In pursuit of this understanding, the project is integrating metabolomics with the functional and molecular analysis of proteins, RNA and other data collected from blood samples donated by volunteers and from cell models. The focus is on the mechanism underlying heart failure as the final stage of various cardiovascular diseases, such as systemic arterial hypertension (high blood pressure), myocardial infarction (heart attack) and Chagas disease.
“Metabolites reflect not just genetic but also environmental alterations – changes in the patient’s diet, the air they breathe, the medications they take,” Venturini said. “Despite progress in research focusing on genes or proteins, we still can’t completely explain how each process leads to heart failure.”

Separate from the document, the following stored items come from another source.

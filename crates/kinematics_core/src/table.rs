//! Row-oriented view of [`PlayerMetrics`] for export and charting.

use schemars::JsonSchema;
use serde::{Deserialize, Serialize};

use crate::metrics::PlayerMetrics;

/// One retained frame as a flat record. `None` cells are "no measurement".
#[derive(Debug, Clone, PartialEq, Serialize, Deserialize, JsonSchema)]
pub struct FrameRow {
    pub frame_index: u64,
    pub timestamp_ms: f64,
    pub position_x: f32,
    pub position_y: f32,
    pub speed: Option<f32>,
    pub acceleration: Option<f32>,
    pub knee_angle: Option<f32>,
    pub elbow_angle: Option<f32>,
    pub shoulder_angle: Option<f32>,
    pub hip_angle: Option<f32>,
    pub balance: f32,
}

/// Flatten metrics into rows, one per retained frame.
///
/// Hand-built metrics with uneven series are cut to the shortest one.
pub fn to_rows(metrics: &PlayerMetrics) -> Vec<FrameRow> {
    let angles = &metrics.joint_angles;
    (0..metrics.common_len())
        .map(|i| FrameRow {
            frame_index: metrics.frame_indices[i],
            timestamp_ms: metrics.timestamps[i],
            position_x: metrics.position_x[i],
            position_y: metrics.position_y[i],
            speed: metrics.speed[i],
            acceleration: metrics.acceleration[i],
            knee_angle: angles.knees[i],
            elbow_angle: angles.elbows[i],
            shoulder_angle: angles.shoulders[i],
            hip_angle: angles.hips[i],
            balance: metrics.balance[i],
        })
        .collect()
}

For Venturini, a proper understanding of each specific problem can lead to more effective treatment and even prevention.
“At present, we aim to prevent heart failure by averting disorders that occur before it develops, such as heart attack or high blood pressure,” she said. “However, once a person has developed heart failure there isn’t much we can do. Despite so many studies, the number of cases has steadily increased. So we’re seriously failing to treat it.”